[Extracted data]:
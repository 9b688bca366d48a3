use crate::{Error, Result};
use std::io::{Cursor, Read};

#[inline(always)]
pub fn any_as_u8_slice<T: Sized>(p: &T) -> &[u8] {
    typed_to_bytes(std::slice::from_ref(p))
}

#[inline(always)]
pub fn typed_to_bytes<T: Sized>(typed: &[T]) -> &[u8] {
    unsafe { std::slice::from_raw_parts(typed.as_ptr().cast(), std::mem::size_of_val(typed)) }
}

pub fn convert_indices_32_to_16(indices: &[u32]) -> Result<Vec<u16>> {
    let mut result: Vec<u16> = Vec::with_capacity(indices.len());
    for index in indices {
        if *index > u16::MAX as u32 {
            return Err(Error::memory(
                "index value must be <= 65535 when converting to 16-bit",
            ));
        }
        result.push(*index as u16);
    }
    Ok(result)
}

pub fn convert_indices_16_to_32(indices: &[u16]) -> Result<Vec<u32>> {
    let mut result: Vec<u32> = Vec::with_capacity(indices.len());
    for index in indices {
        result.push(u32::from(*index));
    }
    Ok(result)
}

/// A byte-stride view over a caller-owned vertex buffer, giving optimizers
/// and analyzers access to the position channel without needing to know
/// the rest of the caller's vertex layout.
///
/// The first 12 bytes at `position_offset` within each `vertex_stride`-sized
/// record are interpreted as three little-endian IEEE-754 floats (x, y, z).
pub struct VertexDataAdapter<'a> {
    pub reader: Cursor<&'a [u8]>,
    pub vertex_count: usize,
    pub vertex_stride: usize,
    pub position_offset: usize,
}

impl<'a> VertexDataAdapter<'a> {
    pub fn new(
        data: &'a [u8],
        vertex_stride: usize,
        position_offset: usize,
    ) -> Result<VertexDataAdapter<'a>> {
        let vertex_count = data.len() / vertex_stride;
        if data.len() % vertex_stride != 0 {
            Err(Error::memory_dynamic(format!(
                "vertex data length ({}) must be evenly divisible by vertex_stride ({})",
                data.len(),
                vertex_stride
            )))
        } else if position_offset + 12 > vertex_stride {
            Err(Error::memory_dynamic(format!(
                "position_offset ({position_offset}) + 12 must be <= vertex_stride ({vertex_stride})"
            )))
        } else {
            Ok(VertexDataAdapter {
                reader: Cursor::new(data),
                vertex_count,
                vertex_stride,
                position_offset,
            })
        }
    }

    pub fn xyz_f32_at(&mut self, vertex: usize) -> Result<[f32; 3]> {
        if vertex >= self.vertex_count {
            return Err(Error::memory_dynamic(format!(
                "vertex index ({}) must be less than total vertex count ({})",
                vertex, self.vertex_count
            )));
        }
        let reader_pos = self.reader.position();
        let vertex_offset = vertex * self.vertex_stride;
        self.reader
            .set_position((vertex_offset + self.position_offset) as u64);
        let mut scratch = [0u8; 12];
        self.reader.read_exact(&mut scratch)?;

        let x = f32::from_le_bytes(scratch[0..4].try_into().unwrap());
        let y = f32::from_le_bytes(scratch[4..8].try_into().unwrap());
        let z = f32::from_le_bytes(scratch[8..12].try_into().unwrap());

        self.reader.set_position(reader_pos);
        Ok([x, y, z])
    }

}

impl Read for VertexDataAdapter<'_> {
    fn read(&mut self, buf: &mut [u8]) -> std::result::Result<usize, std::io::Error> {
        self.reader.read(buf)
    }
}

[Problem statement]:
Beginning at the top of the entries above, output each line exactly, and end with the line in which "pub fn convert_indices_32_to_16(indices: &[u32])" appears.

[Reply to the task]:
repository 9b688bca366d48a3
use crate::{Error, Result};
use std::io::{Cursor, Read};

#[inline(always)]
pub fn any_as_u8_slice<T: Sized>(p: &T) -> &[u8] {
    typed_to_bytes(std::slice::from_ref(p))
}

#[inline(always)]
pub fn typed_to_bytes<T: Sized>(typed: &[T]) -> &[u8] {
    unsafe { std::slice::from_raw_parts(typed.as_ptr().cast(), std::mem::size_of_val(typed)) }
}

pub fn convert_indices_32_to_16(indices: &[u32]) -> Result<Vec<u16>> {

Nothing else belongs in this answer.